LONDON, KOMPAS.com - Presiden Amerika Serikat Donald Trump memandang rencana Inggris untuk keluar dari Uni Eropa atau Brexit mungkin dapat "membunuh" prospek perdagangan bebas dengan AS.

Artinya, Inggris kemungkinan tidak akan memiliki kerja sama perdagangan dengan AS, jika rencana Brexit berjalan terus.

Demikian pernyataan Trump dalam sebuah wawancara dengan The Sun untuk edisi Jumat (13/7/2018), seperti dikutip AFP.

"Jika mereka (pemerintah Inggris) melakukan kesepakatan seperti itu, kami akan berurusan dengan Uni Eropa ketimbang dengan Inggris, jadi mungkin akan membunuh kesepakatan itu," katanya.

Baca juga: Susul Menteri Brexit, Menlu Inggris Mundur dari Kabinet Theresa May

Seperti diketahui, Trump memulai kunjungan selama empat hari ke Inggris pada Kamis (12/7/2018).

BBC melaporkan, Trump mengaku sudah berbicara dengan May tentang bagaimana baiknya menegosiasikan kesepakatan Brexit.

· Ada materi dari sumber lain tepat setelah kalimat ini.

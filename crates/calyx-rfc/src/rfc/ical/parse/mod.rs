//! Text parsers for the iCalendar values used by recurrence.

mod values;

pub use values::{
    parse_date, parse_datetime, parse_duration, parse_event_time, parse_rdate, parse_rrule,
};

"Saya bilang kepada Theresa May bagaimana melakukannya, tapi dia tidak setuju. Dia tida mendengarkan saya. Dia ingin menuju ke rute berbeda," ucapnya.

Seperti diketahui, May menghadapi sejumlah tekanan dari negosiasi Brexit dengan mundurnya dua posisi menteri strategis pada pekan lalu.

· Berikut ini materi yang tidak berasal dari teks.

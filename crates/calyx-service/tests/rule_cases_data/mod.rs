// Shared between the expander's unit tests and the integration tests.

/// One DTSTART + RRULE pair and the recurrence-ids it must produce.
pub struct RuleCase {
    pub name: &'static str,
    pub dtstart: &'static str,
    pub rrule: &'static str,
    pub expected: &'static [&'static str],
}

pub const RULE_CASES: &[RuleCase] = &[
    RuleCase {
        name: "weekly-count",
        dtstart: "20240101T090000Z",
        rrule: "FREQ=WEEKLY;COUNT=5",
        expected: &[
            "20240101T090000Z",
            "20240108T090000Z",
            "20240115T090000Z",
            "20240122T090000Z",
            "20240129T090000Z",
        ],
    },
    RuleCase {
        name: "daily-until-after-last-start",
        dtstart: "20240101T090000Z",
        rrule: "FREQ=DAILY;UNTIL=20240105T000000Z",
        expected: &[
            "20240101T090000Z",
            "20240102T090000Z",
            "20240103T090000Z",
            "20240104T090000Z",
        ],
    },
    RuleCase {
        name: "daily-until-inclusive",
        dtstart: "20240101T000000Z",
        rrule: "FREQ=DAILY;UNTIL=20240105T000000Z",
        expected: &[
            "20240101T000000Z",
            "20240102T000000Z",
            "20240103T000000Z",
            "20240104T000000Z",
            "20240105T000000Z",
        ],
    },
    RuleCase {
        name: "last-friday",
        dtstart: "20240126T100000Z",
        rrule: "FREQ=MONTHLY;BYDAY=-1FR;COUNT=3",
        expected: &["20240126T100000Z", "20240223T100000Z", "20240329T100000Z"],
    },
    RuleCase {
        name: "biweekly-tue-thu",
        dtstart: "20240102T080000Z",
        rrule: "FREQ=WEEKLY;INTERVAL=2;BYDAY=TU,TH;COUNT=4",
        expected: &[
            "20240102T080000Z",
            "20240104T080000Z",
            "20240116T080000Z",
            "20240118T080000Z",
        ],
    },
    RuleCase {
        name: "leap-day-yearly",
        dtstart: "20240229",
        rrule: "FREQ=YEARLY;COUNT=3",
        expected: &["20240229", "20280229", "20320229"],
    },
    RuleCase {
        name: "floating-daily",
        dtstart: "20240101T090000",
        rrule: "FREQ=DAILY;COUNT=2",
        expected: &["20240101T090000", "20240102T090000"],
    },
    RuleCase {
        name: "month-day-31",
        dtstart: "20240131T120000Z",
        rrule: "FREQ=MONTHLY;BYMONTHDAY=31;COUNT=3",
        expected: &["20240131T120000Z", "20240331T120000Z", "20240531T120000Z"],
    },
];
//! DURATION value (RFC 5545 §3.3.6).

use std::fmt;
use std::str::FromStr;

use chrono::TimeDelta;
use serde::{Deserialize, Serialize};

use crate::error::RfcError;

/// Duration value.
///
/// Week form (`P2W`) and day/time form (`P1DT2H30M`) are both kept as
/// written so that week granularity can be detected after parsing.
#[derive(Debug, Clone, Copy, PartialEq, Eq, Hash, Default, Serialize, Deserialize)]
pub struct EventDuration {
    pub negative: bool,
    pub weeks: u32,
    pub days: u32,
    pub hours: u32,
    pub minutes: u32,
    pub seconds: u32,
}

impl EventDuration {
    #[must_use]
    pub const fn zero() -> Self {
        Self {
            negative: false,
            weeks: 0,
            days: 0,
            hours: 0,
            minutes: 0,
            seconds: 0,
        }
    }

    #[must_use]
    pub const fn weeks(weeks: u32) -> Self {
        Self {
            weeks,
            ..Self::zero()
        }
    }

    #[must_use]
    pub const fn days(days: u32) -> Self {
        Self {
            days,
            ..Self::zero()
        }
    }

    #[must_use]
    pub const fn hours(hours: u32) -> Self {
        Self {
            hours,
            ..Self::zero()
        }
    }

    #[must_use]
    pub const fn minutes(minutes: u32) -> Self {
        Self {
            minutes,
            ..Self::zero()
        }
    }

    /// True for the `PnW` form.
    #[must_use]
    pub const fn is_week_granular(&self) -> bool {
        self.weeks > 0 && self.days == 0 && self.hours == 0 && self.minutes == 0 && self.seconds == 0
    }

    #[must_use]
    pub fn to_time_delta(&self) -> TimeDelta {
        let total = TimeDelta::weeks(i64::from(self.weeks))
            + TimeDelta::days(i64::from(self.days))
            + TimeDelta::hours(i64::from(self.hours))
            + TimeDelta::minutes(i64::from(self.minutes))
            + TimeDelta::seconds(i64::from(self.seconds));

        if self.negative { -total } else { total }
    }
}

impl fmt::Display for EventDuration {
    fn fmt(&self, f: &mut fmt::Formatter<'_>) -> fmt::Result {
        if self.negative {
            f.write_str("-")?;
        }
        f.write_str("P")?;
        if self.is_week_granular() {
            return write!(f, "{}W", self.weeks);
        }

        let days = self.days + self.weeks * 7;
        if days > 0 {
            write!(f, "{days}D")?;
        }
        if self.hours > 0 || self.minutes > 0 || self.seconds > 0 {
            f.write_str("T")?;
            if self.hours > 0 {
                write!(f, "{}H", self.hours)?;
            }
            if self.minutes > 0 {
                write!(f, "{}M", self.minutes)?;
            }
            if self.seconds > 0 {
                write!(f, "{}S", self.seconds)?;
            }
        } else if days == 0 {
            f.write_str("T0S")?;
        }
        Ok(())
    }
}

impl FromStr for EventDuration {
    type Err = RfcError;

    fn from_str(s: &str) -> Result<Self, Self::Err> {
        crate::rfc::ical::parse::parse_duration(s)
    }
}

#[cfg(test)]
mod tests {
    use super::*;

    #[test]
    fn week_form_is_week_granular() {
        let dur: EventDuration = "P2W".parse().expect("valid duration");
        assert!(dur.is_week_granular());
        assert_eq!(dur.to_time_delta(), TimeDelta::weeks(2));
        assert_eq!(dur.to_string(), "P2W");
    }

    #[test]
    fn day_time_form() {
        let dur: EventDuration = "P1DT2H30M".parse().expect("valid duration");
        assert!(!dur.is_week_granular());
        assert_eq!(
            dur.to_time_delta(),
            TimeDelta::days(1) + TimeDelta::hours(2) + TimeDelta::minutes(30)
        );
        assert_eq!(dur.to_string(), "P1DT2H30M");
    }

    #[test]
    fn negative_and_zero() {
        let dur: EventDuration = "-PT15M".parse().expect("valid duration");
        assert_eq!(dur.to_time_delta(), -TimeDelta::minutes(15));
        assert_eq!(EventDuration::zero().to_string(), "PT0S");
    }
}
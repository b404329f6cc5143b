//! Timezone resolution and UTC conversion for iCalendar date-times.
//!
//! Uses ICU4X for Windows timezone ID to IANA mapping and timezone canonicalization.

use chrono::{DateTime, LocalResult, NaiveDateTime, Offset, TimeDelta, TimeZone, Utc};
use chrono_tz::Tz;
use icu::time::zone::WindowsParser;
use icu::time::zone::iana::IanaParserExtended;
use std::collections::HashMap;
use std::str::FromStr;
use std::sync::RwLock;

/// Error during timezone conversion.
#[derive(Debug, Clone, PartialEq, Eq, thiserror::Error)]
pub enum ConversionError {
    /// Unknown or invalid timezone identifier.
    #[error("Unknown timezone: {0}")]
    UnknownTimezone(String),

    /// Ambiguous time during DST fold.
    #[error("Ambiguous time (DST fold): {0}")]
    AmbiguousTime(String),

    /// Non-existent time during DST gap.
    #[error("Non-existent time (DST gap): {0}")]
    NonExistentTime(String),

    /// Invalid datetime format.
    #[error("Invalid datetime: {0}")]
    InvalidDateTime(String),
}

/// Maps a TZID to a timezone definition.
///
/// The engine only sees zones through this trait, so callers can plug in
/// zones that the IANA database does not know.
pub trait ResolveTimeZone {
    /// ## Errors
    /// Returns `ConversionError::UnknownTimezone` if the TZID cannot be resolved.
    fn resolve(&self, tzid: &str) -> Result<Tz, ConversionError>;
}

/// Resolver for timezone identifiers backed by the IANA database.
///
/// Maintains a cache of resolved timezones. Safe to share between threads.
#[derive(Debug, Default)]
pub struct TimeZoneResolver {
    /// Cache of resolved IANA timezones by TZID.
    cache: RwLock<HashMap<String, Tz>>,
}

impl TimeZoneResolver {
    /// Creates a new timezone resolver.
    #[must_use]
    pub fn new() -> Self {
        Self::default()
    }

    fn cached(&self, tzid: &str) -> Option<Tz> {
        self.cache.read().ok()?.get(tzid).copied()
    }
}

impl ResolveTimeZone for TimeZoneResolver {
    /// ## Summary
    /// Resolves a timezone identifier to a `chrono_tz::Tz`.
    ///
    /// Windows names and vendor-prefixed TZIDs are mapped to their IANA equivalents.
    ///
    /// ## Errors
    ///
    /// Returns `ConversionError::UnknownTimezone` if the TZID cannot be resolved.
    ///
    /// ## Side Effects
    ///
    /// Caches successful resolutions to avoid repeated parsing.
    fn resolve(&self, tzid: &str) -> Result<Tz, ConversionError> {
        if let Some(tz) = self.cached(tzid) {
            return Ok(tz);
        }

        let normalized = normalize_tzid(tzid);
        let tz = Tz::from_str(&normalized)
            .map_err(|_e| ConversionError::UnknownTimezone(tzid.to_string()))?;

        if let Ok(mut cache) = self.cache.write() {
            cache.insert(tzid.to_string(), tz);
        }
        tracing::trace!(tzid, resolved = %tz, "Resolved timezone");

        Ok(tz)
    }
}

/// Normalizes common CalDAV/iCalendar timezone identifiers to IANA names.
///
/// Uses ICU4X for Windows timezone ID mapping and IANA canonicalization.
#[must_use]
pub fn normalize_tzid(tzid: &str) -> String {
    let trimmed = tzid.trim();
    let stripped = trimmed
        .strip_prefix("/mozilla.org/")
        .or_else(|| trimmed.strip_prefix("/softwarestudio.org/"))
        .unwrap_or(trimmed);

    let iana_parser = IanaParserExtended::new();

    if let Some(tz) = WindowsParser::new().parse(stripped, None) {
        for entry in iana_parser.iter() {
            if entry.time_zone == tz {
                return entry.canonical.to_string();
            }
        }
    }

    // Handles aliases like Europe/Kiev -> Europe/Kyiv
    let parsed = iana_parser.parse(stripped);
    if parsed.time_zone != icu::time::TimeZone::UNKNOWN {
        return parsed.canonical.to_string();
    }

    stripped.to_string()
}

/// ## Summary
/// Places a wall-clock time in a resolved zone.
///
/// A wall-clock time inside a DST fold resolves to its earlier instant.
///
/// ## Errors
///
/// Returns `ConversionError::NonExistentTime` for a time inside a DST gap.
pub fn localize(local_time: NaiveDateTime, tz: Tz) -> Result<DateTime<Utc>, ConversionError> {
    match tz.from_local_datetime(&local_time) {
        LocalResult::None => Err(ConversionError::NonExistentTime(format!(
            "{local_time} in timezone {tz}"
        ))),
        LocalResult::Single(dt) => Ok(dt.with_timezone(&Utc)),
        LocalResult::Ambiguous(earlier, _later) => Ok(earlier.with_timezone(&Utc)),
    }
}

/// ## Summary
/// Places a wall-clock time in a resolved zone, accepting times inside a DST gap.
///
/// A gap time is read with the offset in force before the transition, so
/// `02:30` in a one-hour spring-forward gap lands on `03:30` of the new offset.
/// Folds resolve to the earlier instant as in [`localize`].
///
/// ## Errors
///
/// Returns `ConversionError::NonExistentTime` only when no offset precedes the gap.
pub fn localize_lenient(
    local_time: NaiveDateTime,
    tz: Tz,
) -> Result<DateTime<Utc>, ConversionError> {
    match localize(local_time, tz) {
        Err(ConversionError::NonExistentTime(reason)) => {
            let offset = local_time
                .checked_sub_signed(TimeDelta::days(1))
                .and_then(|before| tz.offset_from_local_datetime(&before).earliest())
                .map(|offset| offset.fix())
                .ok_or(ConversionError::NonExistentTime(reason))?;
            let shifted = local_time - TimeDelta::seconds(i64::from(offset.local_minus_utc()));
            tracing::trace!(%local_time, %tz, %shifted, "Moved wall-clock time out of DST gap");
            Ok(shifted.and_utc())
        }
        other => other,
    }
}

/// ## Summary
/// Converts a local datetime to UTC using the specified timezone.
///
/// ## Errors
///
/// Returns an error if:
/// - The timezone cannot be resolved
/// - The datetime is non-existent (DST gap)
///
/// ## Side Effects
///
/// May populate the resolver's cache.
pub fn convert_to_utc(
    local_time: NaiveDateTime,
    tzid: &str,
    resolver: &impl ResolveTimeZone,
) -> Result<DateTime<Utc>, ConversionError> {
    let tz = resolver.resolve(tzid)?;
    localize(local_time, tz)
}
use thiserror::Error;

/// Core-level errors
#[derive(Error, Debug)]
pub enum CoreError {
    #[error("Configuration error: {0}")]
    ConfigError(String),

    #[error("Limit out of range: {name} = {value}")]
    LimitOutOfRange { name: &'static str, value: u64 },

    #[error("Validation error: {0}")]
    ValidationError(String),

    #[error("Invariant violation: {0}")]
    InvariantViolation(&'static str),
}

pub type CoreResult<T> = std::result::Result<T, CoreError>;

Menyusul langkah Menteri Brexit David Davis yang mundur pada Minggu lalu, Menteri Luar Negeri Inggris Boris Johnson juga mengundurkan diri dari kabinet May.

Mundurnya Davis terjadi dua hari setelah kabinet menyetujui rencana untuk mempertahankan keselarasan yang kuat dengan Uni Eropa, bahkan ketika Inggris meninggalkan blok itu.

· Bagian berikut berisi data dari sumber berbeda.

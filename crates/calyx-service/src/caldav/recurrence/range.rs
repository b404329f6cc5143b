//! Outer bound of a master's occurrences without full expansion.

use chrono::{DateTime, Months, TimeDelta, Utc};

use calyx_rfc::rfc::ical::core::{PeriodEnd, RecurrenceRule, RuleEnd};

use super::basis::{Anchor, TimeBasis};
use super::generator::{RuleGenerator, WALK_BUDGET};
use crate::caldav::model::{EventEnd, MasterEvent, RecurrenceRange};
use crate::error::ServiceResult;

/// Width of one step of the COUNT resolution loop.
pub const COUNT_WINDOW_DAYS: i64 = 100;

/// `start` plus `years`, saturating at the end of representable time.
#[must_use]
pub fn horizon(start: DateTime<Utc>, years: u32) -> DateTime<Utc> {
    start
        .checked_add_months(Months::new(years.saturating_mul(12)))
        .unwrap_or(DateTime::<Utc>::MAX_UTC)
}

/// ## Summary
/// Computes the range covering every occurrence of `master`.
///
/// - start: DTSTART, lowered by any earlier RDATE
/// - end: the latest UNTIL, COUNT-th occurrence or RDATE end, plus the event
///   duration and one day of slack (one week for week-granular durations)
/// - unbounded rules make the range infinite
///
/// The end never exceeds DTSTART + `max_years`, nor `parent_end` when given.
///
/// Returns `Ok(None)` for a master with no RRULE and no RDATE.
///
/// ## Errors
/// Fails on unresolvable timezones and on rules the generator rejects.
#[tracing::instrument(skip(master, basis), fields(uid = %master.uid))]
pub fn compute_range(
    master: &MasterEvent,
    basis: &TimeBasis<'_>,
    max_years: u32,
    parent_end: Option<DateTime<Utc>>,
) -> ServiceResult<Option<RecurrenceRange>> {
    if !master.is_recurring() {
        return Ok(None);
    }

    let origin = basis.anchor(&master.start)?;
    let start = origin.instant;
    let duration = basis.duration(master, start)?;
    let cap = horizon(start, max_years);

    let mut range_start = start;
    let mut latest = start;
    let mut infinite = false;

    for rule in &master.rrules {
        let last = match &rule.end {
            RuleEnd::Forever => {
                infinite = true;
                None
            }
            RuleEnd::Until(until) => Some(basis.until_instant(until)?),
            RuleEnd::Count(count) => last_counted(rule, basis, origin, *count, cap)?,
        };
        tracing::trace!(rule = %rule, last = ?last, "Resolved rule bound");
        if let Some(last) = last {
            latest = latest.max(last);
        }
    }

    for rdate in &master.rdates {
        let rdate_start = basis.instant(rdate.start())?;
        let rdate_end = match rdate.period_end() {
            Some(PeriodEnd::Explicit(end)) => basis.instant(end)?,
            Some(PeriodEnd::Duration(duration)) => rdate_start + duration.to_time_delta(),
            None => rdate_start,
        };
        range_start = range_start.min(rdate_start);
        latest = latest.max(rdate_end);
    }

    let slack = match &master.end {
        Some(EventEnd::Duration(duration)) if duration.is_week_granular() => TimeDelta::weeks(1),
        _ => TimeDelta::days(1),
    };

    let mut end = if infinite {
        cap
    } else {
        latest
            .checked_add_signed(duration + slack)
            .unwrap_or(DateTime::<Utc>::MAX_UTC)
            .min(cap)
    };
    if let Some(parent_end) = parent_end {
        end = end.min(parent_end);
    }

    Ok(Some(RecurrenceRange {
        start: range_start,
        end: end.max(range_start),
        infinite,
    }))
}

/// ## Summary
/// Finds the start of the COUNT-th occurrence by walking fixed windows.
///
/// Only a running count and the last start are kept. The walk stops at `cap`,
/// so a COUNT the rule cannot reach within the horizon ends there. A walk
/// longer than [`WALK_BUDGET`] also ends at `cap`.
fn last_counted(
    rule: &RecurrenceRule,
    basis: &TimeBasis<'_>,
    origin: Anchor,
    count: u32,
    cap: DateTime<Utc>,
) -> ServiceResult<Option<DateTime<Utc>>> {
    let Some(generator) = RuleGenerator::build(rule, basis, origin)? else {
        return Ok(None);
    };

    let budget = u32::try_from(WALK_BUDGET).unwrap_or(u32::MAX);
    let mut occurrences = generator.iter();
    let mut pending = None;
    let mut produced: u32 = 0;
    let mut last = None;
    let mut window_start = origin.instant;

    'walk: while produced < count && window_start < cap {
        let window_end = window_start
            .checked_add_signed(TimeDelta::days(COUNT_WINDOW_DAYS))
            .unwrap_or(cap)
            .min(cap);

        while produced < count {
            let occurrence = match pending.take() {
                Some(occurrence) => occurrence,
                None => match occurrences.next().transpose()? {
                    Some(occurrence) => occurrence,
                    None => break 'walk,
                },
            };
            if occurrence >= window_end {
                pending = Some(occurrence);
                break;
            }
            produced += 1;
            last = Some(occurrence);
            if produced >= budget {
                tracing::debug!(
                    rule = %rule,
                    produced,
                    count,
                    "COUNT walk over budget, bounded by horizon"
                );
                return Ok(Some(cap));
            }
        }

        tracing::trace!(%window_start, %window_end, produced, "Counted window");
        window_start = window_end;
    }

    if produced < count {
        tracing::debug!(rule = %rule, produced, count, "COUNT not reached within horizon");
    }
    Ok(last)
}

#[cfg(test)]
mod tests {
    use super::*;
    use calyx_rfc::rfc::ical::core::{EventDuration, EventTime, RDate};
    use calyx_rfc::rfc::ical::expand::TimeZoneResolver;
    use chrono_tz::Tz;

    fn value(text: &str) -> EventTime {
        text.parse().expect("valid value")
    }

    fn instant(text: &str) -> DateTime<Utc> {
        value(text).naive().and_utc()
    }

    fn range_of(master: &MasterEvent, max_years: u32) -> Option<RecurrenceRange> {
        let resolver = TimeZoneResolver::new();
        let basis = TimeBasis::for_start(&master.start, Tz::UTC, &resolver).expect("basis");
        compute_range(master, &basis, max_years, None).expect("range")
    }

    #[test_log::test]
    fn non_recurring_has_no_range() {
        let master = MasterEvent::new("single", value("20240101T090000Z"));
        assert_eq!(range_of(&master, 10), None);
    }

    #[test_log::test]
    fn count_rule_ends_after_last_occurrence_plus_slack() {
        let master = MasterEvent::new("count", value("20240101T090000Z"))
            .with_duration(EventDuration::hours(1))
            .with_rrule("FREQ=WEEKLY;COUNT=5".parse().expect("valid rule"));

        let range = range_of(&master, 10).expect("recurring");
        assert_eq!(range.start, instant("20240101T090000Z"));
        // last occurrence 2024-01-29 09:00 + 1h + 1 day
        assert_eq!(range.end, instant("20240130T100000Z"));
        assert!(!range.infinite);
    }

    #[test_log::test]
    fn count_spanning_many_windows() {
        let master = MasterEvent::new("long", value("20240101T090000Z"))
            .with_rrule("FREQ=DAILY;COUNT=365".parse().expect("valid rule"));

        let range = range_of(&master, 10).expect("recurring");
        // 2024 is a leap year: occurrence 365 is 2024-12-30
        assert_eq!(range.end, instant("20241231T090000Z"));
    }

    #[test_log::test]
    fn until_is_used_directly() {
        let master = MasterEvent::new("until", value("20240101T090000Z"))
            .with_rrule("FREQ=DAILY;UNTIL=20240105T000000Z".parse().expect("valid rule"));
        let range = range_of(&master, 10).expect("recurring");
        assert_eq!(range.end, instant("20240106T000000Z"));
    }

    #[test_log::test]
    fn long_count_walk_is_bounded_by_the_horizon() {
        let master = MasterEvent::new("dense", value("20240101T000000Z"))
            .with_rrule("FREQ=SECONDLY;COUNT=4000000".parse().expect("valid rule"));
        let range = range_of(&master, 2).expect("recurring");
        assert_eq!(range.end, instant("20260101T000000Z"));
        assert!(!range.infinite);
    }

    #[test_log::test]
    fn week_granular_duration_adds_a_week() {
        let master = MasterEvent::new("weeks", value("20240101"))
            .with_duration(EventDuration::weeks(1))
            .with_rrule("FREQ=MONTHLY;COUNT=2".parse().expect("valid rule"));
        let range = range_of(&master, 10).expect("recurring");
        // last start 2024-02-01 + 1 week + 1 week slack
        assert_eq!(range.end, instant("20240215T000000Z"));
    }

    #[test_log::test]
    fn infinite_rule_is_capped_by_max_years() {
        let master = MasterEvent::new("forever", value("20240101T090000Z"))
            .with_rrule("FREQ=SECONDLY".parse().expect("valid rule"));
        let range = range_of(&master, 5).expect("recurring");
        assert!(range.infinite);
        assert_eq!(range.end, instant("20290101T090000Z"));
    }

    #[test_log::test]
    fn rdates_extend_both_ends_and_parent_caps() {
        let master = MasterEvent::new("rdates", value("20240110T090000Z"))
            .with_rdate(value("20240105T090000Z"))
            .with_rdate(
                RDate::parse_with_tzid("20240301T090000Z/20240302T090000Z", None)
                    .expect("valid period"),
            );

        let range = range_of(&master, 10).expect("recurring");
        assert_eq!(range.start, instant("20240105T090000Z"));
        assert_eq!(range.end, instant("20240303T090000Z"));

        let resolver = TimeZoneResolver::new();
        let basis = TimeBasis::for_start(&master.start, Tz::UTC, &resolver).expect("basis");
        let capped = compute_range(&master, &basis, 10, Some(instant("20240201T000000Z")))
            .expect("range")
            .expect("recurring");
        assert_eq!(capped.end, instant("20240201T000000Z"));
    }
}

Baca juga: PM Inggris: Brexit Tetap Terjadi di 2019

Menanggapi perihal mundurnya Johnson, Trump menyampaikan keprihatinan.

"Saya sangat sedih menyaksikan dia meninggalkan pemerintahan, dan saya berharap dia kembali pada satu titik tertentu," katanya.

"Saya pikir, dia akan menjadi perdana menteri yang hebat," imbuh Trump.